Sobre la adhesión que han tenido sus clases, aseveró: “El descanso que le da a la mente de las personas el yoga es muy beneficioso. Durante el aislamiento, uno tiende mucho a preocuparse, a ponerse mal, a deprimirse; es mucho tiempo de mirarse hacia adentro, de estar con uno mismo o con la familia. A mí me pasó al principio, esto es normal en todos: yo estaba todo el día afuera, acostumbrada a andar de aquí para allá, y de repente me vi quedándome todo el día en mi casa, cocinando y demás. Uno en esos primeros momentos se alborota, se inquieta, se impacienta, se estresa, se pone ansioso. Y ahora concluyo que la verdad es que a mí es lo mejor que me pudo pasar”.

En su caso, trabaja desde hace aproximadamente ocho años como profesora internacional de yoga, y tiene una amplia preparación. Al respecto, informó: “Hice distintos cursos, de Sri Sri Yoga, que es el que damos desde la Fundación, también de Hatha Yoga, y el año pasado empecé un instructorado de Ashtanga Yoga. Me gusta estar especializándome, y ahora asisto al profesorado internacional de yoga de El Arte de Vivir, ya no como alumna, sino como profesora”.

Por otra parte, aclaró: “Hay una visión occidental del yoga en que se lo muestra solamente como una sucesión de posturas, pero es una disciplina que tiene muchas acepciones y es muy amplia, con varias ramas. Una de ellas es el servicio desinteresado, estar estables, lograr la unión entre el cuerpo, la mente y la respiración. O sea que si uno en algún momento está al 100% haciendo algo, quiere decir que está en yoga. Como pasa con los niños, que están al 100% siempre, ellos son yoguis: respiran de una manera, viven sin ego, desinteresados, naturales”.

Para quienes deseen tomar sus clases, sostuvo que no hay requisitos previos, excepto “tener ganas de estar en paz”. Sobre esta cuestión, señaló: “Si bien es un color al que se lo asocia con la pureza, no es necesario vestirse de blanco para esta práctica; solo es necesario usar algo cómodo. Lo que recomiendo tener dos horas de ayuno previo, para aprovechar la respiración y las posturas; y no es indispensable tener colchoneta o yoga mat: se puede usar una mantita o con tener un espacio limpio es suficiente”.

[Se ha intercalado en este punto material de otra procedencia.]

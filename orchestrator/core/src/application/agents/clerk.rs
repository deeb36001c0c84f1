// Copyright (c) 2026 100monkeys.ai
// SPDX-License-Identifier: AGPL-3.0
//! Clerk: incident summaries.
//!
//! Renders the summary of a finished task from its progress and invocation
//! history, stores it as the task's single `HistoricalCase` knowledge entry
//! and notifies stakeholders without waiting on delivery. Re-running the Clerk for a task returns the
//! entry stored the first time.

use async_trait::async_trait;
use std::sync::Arc;
use tracing::{info, warn};

use crate::domain::agent::{Agent, AgentContext, AgentOutcome, Artifact, IncidentSummary, OutcomeReason, ReasonCode};
use crate::domain::invocation::{AgentRole, InvocationRecord};
use crate::domain::knowledge::{Applicability, Importance, KnowledgeCategory, KnowledgeEntry};
use crate::domain::notification::NotificationMessage;
use crate::domain::repository::KnowledgeRepository;
use crate::domain::task::{Priority, Task};
use crate::domain::workflow::WorkflowProgress;
use crate::infrastructure::notifier::NotificationDispatcher;
use crate::infrastructure::summary_template::{
    SummaryAction, SummaryCheck, SummaryContext, SummaryStep, SummaryTemplateEngine,
};

pub struct Clerk {
    knowledge: Arc<dyn KnowledgeRepository>,
    notifier: NotificationDispatcher,
    templates: SummaryTemplateEngine,
}

impl Clerk {
    pub fn new(
        knowledge: Arc<dyn KnowledgeRepository>,
        notifier: NotificationDispatcher,
        templates: SummaryTemplateEngine,
    ) -> Self {
        Self {
            knowledge,
            notifier,
            templates,
        }
    }
}

fn summary_context(task: &Task, progress: &WorkflowProgress, history: &[InvocationRecord]) -> SummaryContext {
    SummaryContext {
        task_id: task.id.to_string(),
        target: task.target.clone(),
        trigger: task.trigger.label(),
        priority: task.priority.to_string(),
        outcome: task.status.to_string(),
        root_cause: progress.root_cause_summary(),
        confidence: progress.root_cause.as_ref().map(|rc| format!("{:.2}", rc.confidence)),
        matched_sop: progress.matched_sop.as_ref().map(|m| m.title.clone()),
        actions: progress
            .remediation
            .iter()
            .flat_map(|r| &r.actions)
            .map(|a| SummaryAction {
                action_type: a.action_type.clone(),
                target: a.target.clone(),
                deduplicated: a.deduplicated,
            })
            .collect(),
        verification: progress
            .verification
            .iter()
            .map(|c| SummaryCheck {
                attempt: c.attempt,
                healthy: c.healthy,
                detail: c.detail.clone(),
            })
            .collect(),
        escalation: task.escalation.as_ref().or(progress.escalation.as_ref()).map(|e| e.describe()),
        timeline: history
            .iter()
            .map(|r| SummaryStep {
                role: r.role.to_string(),
                attempt: r.attempt,
                outcome: r.outcome.as_ref().map(|o| o.label()).unwrap_or("in_progress").to_string(),
                duration_ms: r.duration_ms,
            })
            .collect(),
        started_at: task.created_at.to_rfc3339(),
        finished_at: task.finished_at.unwrap_or(task.updated_at).to_rfc3339(),
    }
}

fn importance_for(priority: Priority) -> Importance {
    match priority {
        Priority::Urgent => Importance::Critical,
        Priority::High => Importance::High,
        Priority::Normal => Importance::Medium,
        Priority::Low => Importance::Low,
    }
}

#[async_trait]
impl Agent for Clerk {
    fn role(&self) -> AgentRole {
        AgentRole::Clerk
    }

    async fn handle(&self, context: &AgentContext) -> AgentOutcome {
        let Some(task) = context.task.as_ref() else {
            return AgentOutcome::Failure(OutcomeReason::new(ReasonCode::MissingContext, "no task in context"));
        };

        let summary = summary_context(task, &context.progress, &context.history);
        let body = match self.templates.render(&summary) {
            Ok(body) => body,
            Err(e) => return AgentOutcome::Failure(OutcomeReason::general(format!("{:#}", e))),
        };
        let headline = context
            .progress
            .root_cause_summary()
            .unwrap_or_else(|| task.trigger.label());
        let title = format!("[{}] {}: {}", task.status, task.target, headline);

        let mut applicability = Applicability {
            services: vec![task.target.clone()],
            ..Applicability::default()
        };
        if let Some(rc) = &context.progress.root_cause {
            applicability.signatures.push(rc.signature.clone());
            applicability.keywords = rc.keywords.clone();
        }
        let entry = KnowledgeEntry::new(KnowledgeCategory::HistoricalCase, title.clone(), body.clone())
            .with_applicability(applicability)
            .with_tags(["incident", task.status.as_str(), task.target.as_str()])
            .with_importance(importance_for(task.priority))
            .authored_by(AgentRole::Clerk.as_str())
            .for_task(task.id);

        let stored = match self.knowledge.insert_for_task(&entry).await {
            Ok(stored) => stored,
            Err(e) => return AgentOutcome::Failure(OutcomeReason::general(format!("failed to store summary: {}", e))),
        };
        if stored.id != entry.id {
            warn!(task_id = %task.id, entry_id = %stored.id, "Incident summary already recorded");
        }

        let message = NotificationMessage {
            task_id: task.id,
            subject: stored.title.clone(),
            body: stored.content.clone(),
            outcome: task.status.to_string(),
        };
        let dispatched_channels = self.notifier.dispatch(message);
        info!(
            task_id = %task.id,
            entry_id = %stored.id,
            channels = dispatched_channels.len(),
            "Incident summary recorded"
        );

        AgentOutcome::Success(Artifact::IncidentSummary(IncidentSummary {
            task_id: task.id,
            knowledge_entry_id: stored.id,
            title: stored.title,
            body: stored.content,
            dispatched_channels,
        }))
    }
}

“Tampoco es necesario tener conocimientos previos de yoga. Es mejor no saber nada antes, porque sino uno empieza a comparar y es bueno dejarse sorprender. Son muy completas las clases para todos: incluyen técnicas de respiración, posturas, meditación; uno se va una mente muy calma”, aseguró por último con simpatía, destacando los beneficios de una disciplina milenaria que ella elige compartir para ayudar: “Yo practico yoga y de salud estoy maravillosamente, nunca he tomado una aspirina y desde el trasplante estoy perfecta. Además, practico el ayurveda, hago mis ejercios de respiración, tomo tres litros de agua por día, y me rodeo de buena energía”, concluyó.